WHAT YOU ARE ASKED TO DO: The word "entry" marks the lines to keep; find each one in the data and copy it.

○ ○ ○ ○ ○ ○ ○

use std::collections::HashMap;
use std::time::Instant;

/// Stage names recorded by the frame loop, in processing order.
pub const STAGE_CAPTURE: &str = "capture";
pub const STAGE_DETECT: &str = "detect";
pub const STAGE_EMBED: &str = "embed";
pub const STAGE_IDENTIFY: &str = "identify";
pub const STAGE_RENDER: &str = "render";
pub const STAGE_WRITE: &str = "write";

/// Faces found per frame.
pub const METRIC_FACES: &str = "faces";

/// Observer for frame loop events.
///
/// Keeps the loop free of any particular reporting mechanism; the CLI
/// prints a summary, tests discard everything.
pub trait PipelineLogger: Send {
    /// Called after each frame with the running count of processed frames.
    fn progress(&mut self, frames_processed: usize);

    /// Record how long a named stage took for one frame.
    fn timing(&mut self, stage: &str, duration_ms: f64);

    /// Record a per-frame metric such as the number of faces.
    fn metric(&mut self, name: &str, value: f64);

    /// Lifecycle messages such as start and stop of the frame loop.
    fn info(&mut self, message: &str);

    /// Emit the end-of-run report. Default: no-op.
    fn summary(&self) {}
}

/// Discards all events.
pub struct NullPipelineLogger;

impl PipelineLogger for NullPipelineLogger {
    fn progress(&mut self, _frames_processed: usize) {}
    fn timing(&mut self, _stage: &str, _duration_ms: f64) {}
    fn metric(&mut self, _name: &str, _value: f64) {}
    fn info(&mut self, _message: &str) {}
}

/// Count and sum of the samples seen for one stage or metric.
#[derive(Clone, Copy, Debug, Default, PartialEq)]
pub struct RunningStat {
    count: usize,
    total: f64,
}

impl RunningStat {
    fn record(&mut self, value: f64) {
        self.count += 1;
        self.total += value;
    }

    pub fn count(&self) -> usize {
        self.count
    }

    pub fn total(&self) -> f64 {
        self.total
    }

    pub fn mean(&self) -> f64 {
        if self.count == 0 {
            0.0
        } else {
            self.total / self.count as f64
        }
    }
}

/// Collects per-stage timings and metrics and reports them through `log`.
///
/// A live stream has no known length, so progress is a plain frame count
/// logged every `throttle_frames` frames, and samples are folded into
/// running totals rather than kept.
pub struct StdoutPipelineLogger {
    throttle_frames: usize,
    timings: HashMap<String, RunningStat>,
    metrics: HashMap<String, RunningStat>,
    start_time: Instant,
    frames: usize,
}

impl StdoutPipelineLogger {
    pub fn new(throttle_frames: usize) -> Self {
        Self {
            throttle_frames: throttle_frames.max(1),
            timings: HashMap::new(),
            metrics: HashMap::new(),
            start_time: Instant::now(),
            frames: 0,
        }
    }

    /// Returns the formatted report, or `None` if nothing was recorded.
    pub fn summary_string(&self) -> Option<String> {
        if self.timings.is_empty() && self.metrics.is_empty() {
            return None;
        }

        let elapsed_ms = self.start_time.elapsed().as_secs_f64() * 1000.0;
        let mut lines = vec![format!(
            "Recognition summary ({} frames, {:.1}s):",
            self.frames,
            elapsed_ms / 1000.0
        )];

        let mut stages: Vec<_> = self.timings.keys().collect();
        stages.sort_by(|a, b| stage_rank(a).cmp(&stage_rank(b)));
        for stage in stages {
            let stat = &self.timings[stage];
            lines.push(format!(
                "  {stage:10}: avg {:6.1}ms  total {:7.0}ms",
                stat.mean(),
                stat.total()
            ));
        }

        if let Some(faces) = self.metrics.get(METRIC_FACES) {
            lines.push(format!("  Faces per frame: avg {:.2}", faces.mean()));
        }

        if self.frames > 0 && elapsed_ms > 0.0 {
            let fps = self.frames as f64 / (elapsed_ms / 1000.0);
            lines.push(format!("  Throughput: {fps:.1} fps"));
        }

        Some(lines.join("\n"))
    }

    pub fn timings_for(&self, stage: &str) -> Option<RunningStat> {
        self.timings.get(stage).copied()
    }

    pub fn metrics_for(&self, name: &str) -> Option<RunningStat> {
        self.metrics.get(name).copied()
    }
}

impl Default for StdoutPipelineLogger {
    fn default() -> Self {
        Self::new(100)
    }
}

impl PipelineLogger for StdoutPipelineLogger {
    fn progress(&mut self, frames_processed: usize) {
        self.frames = frames_processed;
        if frames_processed % self.throttle_frames == 0 {
            log::info!("Processed {frames_processed} frames");
        }
    }

    fn timing(&mut self, stage: &str, duration_ms: f64) {
        self.timings
            .entry(stage.to_string())
            .or_default()
            .record(duration_ms);
    }

    fn metric(&mut self, name: &str, value: f64) {
        self.metrics
            .entry(name.to_string())
            .or_default()
            .record(value);
    }

    fn info(&mut self, message: &str) {
        log::info!("{message}");
    }

    fn summary(&self) {
        if let Some(text) = self.summary_string() {
            log::info!("\n\n{text}");
        }
    }
}

/// Known stages sort in pipeline order, anything else after them.
fn stage_rank(stage: &str) -> (usize, &str) {
    let order = [
        STAGE_CAPTURE,
        STAGE_DETECT,
        STAGE_EMBED,
        STAGE_IDENTIFY,
        STAGE_RENDER,
        STAGE_WRITE,
    ];
    let rank = order.iter().position(|s| *s == stage).unwrap_or(order.len());
    (rank, stage)
}

#[cfg(test)]
mod tests {
    use super::*;
    use approx::assert_relative_eq;

    #[test]
    fn test_null_logger_accepts_everything() {
        let mut logger = NullPipelineLogger;
        logger.progress(1);
        logger.timing(STAGE_DETECT, 5.0);
        logger.metric(METRIC_FACES, 2.0);
        logger.info("hello");
        logger.summary();
    }

    #[test]
    fn test_timing_accumulates_per_stage() {
        let mut logger = StdoutPipelineLogger::new(10);
        logger.timing(STAGE_DETECT, 20.0);
        logger.timing(STAGE_DETECT, 30.0);
        logger.timing(STAGE_EMBED, 5.0);

        let detect = logger.timings_for(STAGE_DETECT).unwrap();
        assert_eq!(detect.count(), 2);
        assert_relative_eq!(detect.total(), 50.0);
        assert_relative_eq!(detect.mean(), 25.0);
        assert_eq!(logger.timings_for(STAGE_EMBED).unwrap().count(), 1);
        assert!(logger.timings_for(STAGE_WRITE).is_none());
    }

    #[test]
    fn test_long_run_keeps_totals_not_samples() {
        let mut logger = StdoutPipelineLogger::new(1000);
        for frame in 1..=100_000 {
            logger.timing(STAGE_DETECT, 2.0);
            logger.metric(METRIC_FACES, (frame % 3) as f64);
            logger.progress(frame);
        }

        let detect = logger.timings_for(STAGE_DETECT).unwrap();
        assert_eq!(detect.count(), 100_000);
        assert_relative_eq!(detect.mean(), 2.0);
        let faces = logger.metrics_for(METRIC_FACES).unwrap();
        assert_eq!(faces.count(), 100_000);
        assert_relative_eq!(faces.mean(), 1.0, epsilon = 1e-4);
    }

    #[test]
    fn test_summary_lists_stages_in_pipeline_order() {
        let mut logger = StdoutPipelineLogger::new(10);
        logger.timing(STAGE_WRITE, 1.0);
        logger.timing(STAGE_CAPTURE, 1.0);
        logger.timing(STAGE_IDENTIFY, 1.0);

        let summary = logger.summary_string().unwrap();
        let capture = summary.find("capture").unwrap();
        let identify = summary.find("identify").unwrap();
        let write = summary.find("write").unwrap();
        assert!(capture < identify && identify < write);
    }

    #[test]
    fn test_summary_reports_faces_per_frame() {
        let mut logger = StdoutPipelineLogger::new(10);
        logger.metric(METRIC_FACES, 1.0);
        logger.metric(METRIC_FACES, 2.0);

        let summary = logger.summary_string().unwrap();
        assert!(summary.contains("Faces per frame: avg 1.50"));
    }

    #[test]
    fn test_summary_includes_throughput_once_frames_counted() {
        let mut logger = StdoutPipelineLogger::new(10);
        logger.progress(100);
        logger.timing(STAGE_DETECT, 10.0);

        let summary = logger.summary_string().unwrap();
        assert!(summary.contains("100 frames"));
        assert!(summary.contains("fps"));
    }

    #[test]
    fn test_empty_summary_returns_none() {
        assert!(StdoutPipelineLogger::new(10).summary_string().is_none());
    }

    #[test]
    fn test_running_stat_mean() {
        let mut stat = RunningStat::default();
        assert_eq!(stat.mean(), 0.0);
        for value in [10.0, 20.0, 30.0] {
            stat.record(value);
        }
        assert_relative_eq!(stat.mean(), 20.0);
    }

    #[test]
    fn test_unknown_stage_sorts_last() {
        assert!(stage_rank("zzz") > stage_rank(STAGE_WRITE));
        assert!(stage_rank(STAGE_CAPTURE) < stage_rank(STAGE_DETECT));
    }

    #[test]
    fn test_throttle_never_zero() {
        let logger = StdoutPipelineLogger::new(0);
        assert_eq!(logger.throttle_frames, 1);
    }
}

○ ○ ○ ○ ○ ○ ○

RESPONSE:
            .entry(stage.to_string())
            .entry(name.to_string())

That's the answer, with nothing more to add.